▶ What is needed:
Look through the listing below for the string "data". Say how many lines hold it, and nothing else.

=== Section Start ===

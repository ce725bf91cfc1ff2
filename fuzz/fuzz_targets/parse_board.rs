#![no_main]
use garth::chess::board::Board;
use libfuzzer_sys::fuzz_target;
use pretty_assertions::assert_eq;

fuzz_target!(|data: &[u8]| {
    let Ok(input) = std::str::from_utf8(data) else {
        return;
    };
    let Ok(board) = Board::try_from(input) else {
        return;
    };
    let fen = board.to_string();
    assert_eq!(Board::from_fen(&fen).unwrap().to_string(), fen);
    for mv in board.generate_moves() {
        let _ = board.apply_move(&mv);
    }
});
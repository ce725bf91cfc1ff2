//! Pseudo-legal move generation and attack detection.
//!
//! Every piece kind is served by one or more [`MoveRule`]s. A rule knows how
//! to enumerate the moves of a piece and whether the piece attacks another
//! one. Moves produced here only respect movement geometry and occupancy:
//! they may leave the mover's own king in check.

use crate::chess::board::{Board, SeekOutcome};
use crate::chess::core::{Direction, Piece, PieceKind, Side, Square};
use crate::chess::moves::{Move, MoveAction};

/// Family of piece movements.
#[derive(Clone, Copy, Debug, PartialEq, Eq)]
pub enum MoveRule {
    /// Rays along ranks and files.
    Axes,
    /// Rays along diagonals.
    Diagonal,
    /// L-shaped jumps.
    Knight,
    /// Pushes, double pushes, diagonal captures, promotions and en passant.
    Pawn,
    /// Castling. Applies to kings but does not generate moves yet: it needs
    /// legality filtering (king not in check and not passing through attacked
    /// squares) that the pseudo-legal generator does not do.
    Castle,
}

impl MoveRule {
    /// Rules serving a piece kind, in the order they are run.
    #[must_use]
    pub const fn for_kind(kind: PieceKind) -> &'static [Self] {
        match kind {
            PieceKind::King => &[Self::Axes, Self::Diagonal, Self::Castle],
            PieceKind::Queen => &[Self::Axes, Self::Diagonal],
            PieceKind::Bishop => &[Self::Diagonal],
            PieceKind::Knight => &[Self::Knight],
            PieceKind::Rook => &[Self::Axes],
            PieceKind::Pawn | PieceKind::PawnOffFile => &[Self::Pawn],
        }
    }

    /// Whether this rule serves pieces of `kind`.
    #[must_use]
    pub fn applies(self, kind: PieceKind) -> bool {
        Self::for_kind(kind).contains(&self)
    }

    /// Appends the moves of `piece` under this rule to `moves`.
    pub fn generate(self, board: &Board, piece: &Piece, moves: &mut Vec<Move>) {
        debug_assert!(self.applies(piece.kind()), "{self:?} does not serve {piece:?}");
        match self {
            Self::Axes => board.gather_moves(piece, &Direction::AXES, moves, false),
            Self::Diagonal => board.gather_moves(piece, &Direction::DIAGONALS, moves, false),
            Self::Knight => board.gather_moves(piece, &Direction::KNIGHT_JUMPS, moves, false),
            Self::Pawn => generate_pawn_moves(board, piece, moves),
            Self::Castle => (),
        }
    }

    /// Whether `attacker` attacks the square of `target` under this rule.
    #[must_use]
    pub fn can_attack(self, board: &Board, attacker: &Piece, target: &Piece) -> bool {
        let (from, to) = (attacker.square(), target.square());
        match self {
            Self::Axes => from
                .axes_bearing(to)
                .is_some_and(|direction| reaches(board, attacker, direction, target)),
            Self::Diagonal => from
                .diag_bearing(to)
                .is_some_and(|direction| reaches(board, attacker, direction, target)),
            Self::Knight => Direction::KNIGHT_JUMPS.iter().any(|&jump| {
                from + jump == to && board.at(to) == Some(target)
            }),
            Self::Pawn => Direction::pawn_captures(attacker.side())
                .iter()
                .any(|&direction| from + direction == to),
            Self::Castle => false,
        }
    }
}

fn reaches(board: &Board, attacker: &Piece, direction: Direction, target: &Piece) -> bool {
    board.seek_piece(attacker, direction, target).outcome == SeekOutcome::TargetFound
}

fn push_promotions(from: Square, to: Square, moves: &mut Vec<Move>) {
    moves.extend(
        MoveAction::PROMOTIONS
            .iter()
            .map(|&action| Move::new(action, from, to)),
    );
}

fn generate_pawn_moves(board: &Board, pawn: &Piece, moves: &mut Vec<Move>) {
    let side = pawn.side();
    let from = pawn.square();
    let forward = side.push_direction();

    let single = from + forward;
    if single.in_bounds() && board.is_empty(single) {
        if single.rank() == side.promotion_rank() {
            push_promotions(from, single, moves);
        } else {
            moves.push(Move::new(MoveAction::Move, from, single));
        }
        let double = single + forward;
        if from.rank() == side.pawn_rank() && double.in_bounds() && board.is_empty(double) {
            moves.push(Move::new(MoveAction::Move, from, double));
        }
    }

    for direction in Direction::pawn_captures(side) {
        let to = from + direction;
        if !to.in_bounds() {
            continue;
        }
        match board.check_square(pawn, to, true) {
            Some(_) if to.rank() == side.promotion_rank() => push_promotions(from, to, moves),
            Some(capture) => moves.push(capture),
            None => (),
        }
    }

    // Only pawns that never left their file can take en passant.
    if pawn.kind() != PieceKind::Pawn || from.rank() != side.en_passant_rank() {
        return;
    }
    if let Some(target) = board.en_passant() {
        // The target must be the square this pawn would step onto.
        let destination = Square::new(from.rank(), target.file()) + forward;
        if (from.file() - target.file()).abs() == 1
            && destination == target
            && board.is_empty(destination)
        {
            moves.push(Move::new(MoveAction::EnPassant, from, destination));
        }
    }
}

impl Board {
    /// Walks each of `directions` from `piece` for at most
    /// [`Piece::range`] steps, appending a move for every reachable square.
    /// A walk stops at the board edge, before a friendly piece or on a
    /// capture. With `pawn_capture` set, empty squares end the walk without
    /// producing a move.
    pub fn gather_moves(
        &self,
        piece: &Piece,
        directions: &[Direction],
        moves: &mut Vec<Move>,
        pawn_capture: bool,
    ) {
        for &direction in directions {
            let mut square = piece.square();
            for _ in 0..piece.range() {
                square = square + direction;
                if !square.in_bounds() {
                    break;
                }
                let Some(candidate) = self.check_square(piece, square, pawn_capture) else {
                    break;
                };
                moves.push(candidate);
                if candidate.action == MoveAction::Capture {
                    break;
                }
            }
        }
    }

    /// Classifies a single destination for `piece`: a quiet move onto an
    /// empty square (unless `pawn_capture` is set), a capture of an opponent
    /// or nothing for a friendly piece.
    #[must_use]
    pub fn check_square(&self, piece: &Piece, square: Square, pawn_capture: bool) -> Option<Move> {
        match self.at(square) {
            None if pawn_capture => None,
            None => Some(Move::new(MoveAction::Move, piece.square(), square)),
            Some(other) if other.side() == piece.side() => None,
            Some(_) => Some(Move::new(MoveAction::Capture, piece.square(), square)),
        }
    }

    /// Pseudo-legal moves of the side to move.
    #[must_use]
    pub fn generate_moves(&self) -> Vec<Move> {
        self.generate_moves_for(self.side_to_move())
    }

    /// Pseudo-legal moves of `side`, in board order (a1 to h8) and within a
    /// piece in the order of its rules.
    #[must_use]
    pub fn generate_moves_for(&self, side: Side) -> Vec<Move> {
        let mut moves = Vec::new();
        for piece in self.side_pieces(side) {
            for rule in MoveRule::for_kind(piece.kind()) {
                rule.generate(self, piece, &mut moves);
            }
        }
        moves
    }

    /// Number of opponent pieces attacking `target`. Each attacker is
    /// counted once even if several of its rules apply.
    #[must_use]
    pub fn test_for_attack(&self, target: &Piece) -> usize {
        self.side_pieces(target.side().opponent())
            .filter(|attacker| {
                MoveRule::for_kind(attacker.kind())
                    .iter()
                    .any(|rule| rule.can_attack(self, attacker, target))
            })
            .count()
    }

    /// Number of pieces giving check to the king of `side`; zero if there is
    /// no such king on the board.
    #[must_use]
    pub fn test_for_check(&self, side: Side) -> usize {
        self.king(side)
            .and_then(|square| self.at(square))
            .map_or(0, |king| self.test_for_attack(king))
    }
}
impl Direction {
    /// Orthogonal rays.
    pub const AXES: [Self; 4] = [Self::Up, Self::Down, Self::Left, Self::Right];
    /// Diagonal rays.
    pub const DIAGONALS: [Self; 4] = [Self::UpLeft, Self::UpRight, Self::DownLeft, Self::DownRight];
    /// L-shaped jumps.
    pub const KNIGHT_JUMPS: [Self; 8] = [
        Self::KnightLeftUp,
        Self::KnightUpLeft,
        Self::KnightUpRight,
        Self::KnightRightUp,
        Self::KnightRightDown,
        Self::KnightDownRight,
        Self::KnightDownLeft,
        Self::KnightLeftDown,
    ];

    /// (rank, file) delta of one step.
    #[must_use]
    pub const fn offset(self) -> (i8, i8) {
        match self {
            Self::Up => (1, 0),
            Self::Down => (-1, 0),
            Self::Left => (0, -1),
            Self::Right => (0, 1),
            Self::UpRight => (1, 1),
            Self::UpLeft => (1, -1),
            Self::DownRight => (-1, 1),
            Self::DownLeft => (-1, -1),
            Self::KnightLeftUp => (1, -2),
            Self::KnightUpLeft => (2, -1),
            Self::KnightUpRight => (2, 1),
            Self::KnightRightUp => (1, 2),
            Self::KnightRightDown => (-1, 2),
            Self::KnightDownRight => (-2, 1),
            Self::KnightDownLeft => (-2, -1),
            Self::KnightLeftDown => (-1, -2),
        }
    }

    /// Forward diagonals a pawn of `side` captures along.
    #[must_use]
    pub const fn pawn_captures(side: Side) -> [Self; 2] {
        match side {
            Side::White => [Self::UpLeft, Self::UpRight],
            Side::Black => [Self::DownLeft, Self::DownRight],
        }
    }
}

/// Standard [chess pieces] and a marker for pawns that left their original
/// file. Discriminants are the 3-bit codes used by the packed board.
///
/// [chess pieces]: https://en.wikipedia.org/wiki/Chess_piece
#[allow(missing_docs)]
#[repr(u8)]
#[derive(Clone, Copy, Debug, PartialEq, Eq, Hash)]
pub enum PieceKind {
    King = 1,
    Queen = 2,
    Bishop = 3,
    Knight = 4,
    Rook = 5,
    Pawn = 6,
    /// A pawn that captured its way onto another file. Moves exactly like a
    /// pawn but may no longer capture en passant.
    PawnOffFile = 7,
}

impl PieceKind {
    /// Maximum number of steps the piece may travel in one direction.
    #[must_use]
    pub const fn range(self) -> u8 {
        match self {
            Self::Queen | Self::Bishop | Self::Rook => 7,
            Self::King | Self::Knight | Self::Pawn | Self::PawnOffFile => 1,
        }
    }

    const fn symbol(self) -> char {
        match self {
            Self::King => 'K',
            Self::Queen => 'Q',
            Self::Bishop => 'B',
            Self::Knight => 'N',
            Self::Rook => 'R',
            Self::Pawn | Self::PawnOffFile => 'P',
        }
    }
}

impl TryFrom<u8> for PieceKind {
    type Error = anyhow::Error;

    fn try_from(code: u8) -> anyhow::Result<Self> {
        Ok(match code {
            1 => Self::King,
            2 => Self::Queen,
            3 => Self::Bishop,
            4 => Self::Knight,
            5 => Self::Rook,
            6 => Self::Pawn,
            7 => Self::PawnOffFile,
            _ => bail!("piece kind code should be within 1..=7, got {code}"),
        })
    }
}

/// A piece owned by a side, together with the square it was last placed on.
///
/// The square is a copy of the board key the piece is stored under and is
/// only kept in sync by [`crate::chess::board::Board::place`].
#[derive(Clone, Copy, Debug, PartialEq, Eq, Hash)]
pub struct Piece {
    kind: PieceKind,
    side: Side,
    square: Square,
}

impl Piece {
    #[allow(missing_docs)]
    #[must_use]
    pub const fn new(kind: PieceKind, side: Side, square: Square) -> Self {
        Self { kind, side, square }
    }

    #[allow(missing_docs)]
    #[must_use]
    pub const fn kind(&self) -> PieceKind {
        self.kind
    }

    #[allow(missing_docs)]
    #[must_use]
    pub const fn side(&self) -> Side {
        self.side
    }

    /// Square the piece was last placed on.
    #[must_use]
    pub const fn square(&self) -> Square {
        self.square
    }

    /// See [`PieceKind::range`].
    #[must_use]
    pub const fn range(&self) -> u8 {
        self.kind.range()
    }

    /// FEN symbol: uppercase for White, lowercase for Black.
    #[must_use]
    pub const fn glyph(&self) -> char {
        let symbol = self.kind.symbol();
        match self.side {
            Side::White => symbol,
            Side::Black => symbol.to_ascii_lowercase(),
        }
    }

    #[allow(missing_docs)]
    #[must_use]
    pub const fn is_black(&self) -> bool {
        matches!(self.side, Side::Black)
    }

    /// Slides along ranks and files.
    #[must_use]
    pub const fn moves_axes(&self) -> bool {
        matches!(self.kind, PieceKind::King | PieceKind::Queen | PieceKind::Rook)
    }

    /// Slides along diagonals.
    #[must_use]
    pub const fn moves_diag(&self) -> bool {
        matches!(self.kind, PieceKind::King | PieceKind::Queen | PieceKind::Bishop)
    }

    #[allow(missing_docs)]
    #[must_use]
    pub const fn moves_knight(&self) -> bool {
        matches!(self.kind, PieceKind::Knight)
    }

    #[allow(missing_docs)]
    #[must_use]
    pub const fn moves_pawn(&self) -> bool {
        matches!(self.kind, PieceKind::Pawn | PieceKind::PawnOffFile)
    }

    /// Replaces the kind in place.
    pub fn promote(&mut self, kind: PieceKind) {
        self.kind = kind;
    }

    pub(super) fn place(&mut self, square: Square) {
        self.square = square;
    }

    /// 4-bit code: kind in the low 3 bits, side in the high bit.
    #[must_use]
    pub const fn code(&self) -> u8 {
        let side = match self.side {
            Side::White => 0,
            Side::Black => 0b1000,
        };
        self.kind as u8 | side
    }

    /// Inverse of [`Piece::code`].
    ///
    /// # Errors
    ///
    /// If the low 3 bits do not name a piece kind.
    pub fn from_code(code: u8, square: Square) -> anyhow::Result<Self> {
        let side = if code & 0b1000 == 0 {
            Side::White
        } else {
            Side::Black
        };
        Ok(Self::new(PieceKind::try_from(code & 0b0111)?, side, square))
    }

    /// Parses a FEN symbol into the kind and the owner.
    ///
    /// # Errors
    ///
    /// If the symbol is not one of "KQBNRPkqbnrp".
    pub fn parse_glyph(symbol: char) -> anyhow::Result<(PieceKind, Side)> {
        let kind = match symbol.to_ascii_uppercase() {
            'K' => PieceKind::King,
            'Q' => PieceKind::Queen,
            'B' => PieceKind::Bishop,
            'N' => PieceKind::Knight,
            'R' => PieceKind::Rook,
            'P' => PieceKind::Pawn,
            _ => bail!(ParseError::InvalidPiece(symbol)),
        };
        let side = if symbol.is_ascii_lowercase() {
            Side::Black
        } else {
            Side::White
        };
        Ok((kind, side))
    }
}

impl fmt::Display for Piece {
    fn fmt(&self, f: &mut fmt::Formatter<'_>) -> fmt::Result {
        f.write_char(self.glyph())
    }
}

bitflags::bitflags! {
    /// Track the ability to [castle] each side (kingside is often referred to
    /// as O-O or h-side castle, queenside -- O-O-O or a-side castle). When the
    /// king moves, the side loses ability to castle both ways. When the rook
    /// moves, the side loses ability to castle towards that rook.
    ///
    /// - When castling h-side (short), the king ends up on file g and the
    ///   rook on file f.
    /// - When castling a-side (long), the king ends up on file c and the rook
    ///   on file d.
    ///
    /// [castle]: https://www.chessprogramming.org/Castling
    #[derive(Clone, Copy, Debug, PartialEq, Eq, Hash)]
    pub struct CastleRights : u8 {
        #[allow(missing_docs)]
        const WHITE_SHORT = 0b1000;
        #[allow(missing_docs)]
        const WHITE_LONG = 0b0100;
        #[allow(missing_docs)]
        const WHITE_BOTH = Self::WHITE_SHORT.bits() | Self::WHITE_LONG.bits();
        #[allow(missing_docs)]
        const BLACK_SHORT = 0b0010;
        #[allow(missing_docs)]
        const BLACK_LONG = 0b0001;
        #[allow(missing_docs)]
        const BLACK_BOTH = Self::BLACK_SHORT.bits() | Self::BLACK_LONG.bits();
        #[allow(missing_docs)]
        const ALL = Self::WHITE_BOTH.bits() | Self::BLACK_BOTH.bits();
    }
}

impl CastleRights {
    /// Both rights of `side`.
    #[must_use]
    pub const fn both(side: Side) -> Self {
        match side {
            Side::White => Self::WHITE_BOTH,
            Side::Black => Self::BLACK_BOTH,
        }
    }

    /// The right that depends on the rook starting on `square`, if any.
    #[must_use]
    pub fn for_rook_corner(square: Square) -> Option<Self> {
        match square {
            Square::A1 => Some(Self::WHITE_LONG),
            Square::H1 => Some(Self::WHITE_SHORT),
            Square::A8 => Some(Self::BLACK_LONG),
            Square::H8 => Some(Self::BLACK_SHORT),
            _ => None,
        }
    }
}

=== Section End ===
=== Section Start ===

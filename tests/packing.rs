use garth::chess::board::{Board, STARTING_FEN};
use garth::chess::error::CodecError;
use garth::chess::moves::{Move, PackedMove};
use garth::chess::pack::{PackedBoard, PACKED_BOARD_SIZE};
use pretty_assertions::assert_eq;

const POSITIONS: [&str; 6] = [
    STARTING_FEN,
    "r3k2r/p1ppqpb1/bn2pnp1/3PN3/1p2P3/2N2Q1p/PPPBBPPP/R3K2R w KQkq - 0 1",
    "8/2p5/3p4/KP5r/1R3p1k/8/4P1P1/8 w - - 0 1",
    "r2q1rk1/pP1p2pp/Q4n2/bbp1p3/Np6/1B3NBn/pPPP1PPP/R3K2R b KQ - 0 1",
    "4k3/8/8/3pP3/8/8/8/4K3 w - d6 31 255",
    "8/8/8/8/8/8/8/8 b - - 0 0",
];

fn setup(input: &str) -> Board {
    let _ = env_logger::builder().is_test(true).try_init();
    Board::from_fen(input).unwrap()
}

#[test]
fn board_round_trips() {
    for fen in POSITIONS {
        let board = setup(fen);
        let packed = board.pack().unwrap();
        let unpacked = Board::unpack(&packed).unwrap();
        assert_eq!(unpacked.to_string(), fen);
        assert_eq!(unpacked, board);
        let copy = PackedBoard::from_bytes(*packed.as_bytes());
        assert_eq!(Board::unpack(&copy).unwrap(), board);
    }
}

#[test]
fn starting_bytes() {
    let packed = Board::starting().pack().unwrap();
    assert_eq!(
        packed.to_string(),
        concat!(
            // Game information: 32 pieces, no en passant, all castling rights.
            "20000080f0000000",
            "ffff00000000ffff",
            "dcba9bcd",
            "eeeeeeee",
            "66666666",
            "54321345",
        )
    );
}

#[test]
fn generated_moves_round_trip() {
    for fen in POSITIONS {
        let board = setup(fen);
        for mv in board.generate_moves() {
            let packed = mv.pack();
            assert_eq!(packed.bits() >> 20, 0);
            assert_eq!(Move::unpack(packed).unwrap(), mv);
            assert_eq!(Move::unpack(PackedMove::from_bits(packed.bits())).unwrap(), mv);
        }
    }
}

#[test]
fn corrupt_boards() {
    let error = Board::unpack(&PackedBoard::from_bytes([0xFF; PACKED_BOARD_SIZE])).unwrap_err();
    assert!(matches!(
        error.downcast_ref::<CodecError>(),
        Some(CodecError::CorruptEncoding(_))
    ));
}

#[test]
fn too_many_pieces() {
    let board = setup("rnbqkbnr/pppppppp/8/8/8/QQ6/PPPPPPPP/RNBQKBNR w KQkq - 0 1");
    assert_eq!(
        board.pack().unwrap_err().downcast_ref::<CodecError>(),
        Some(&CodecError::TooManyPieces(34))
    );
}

=== Section End ===

▶ Answer space:
2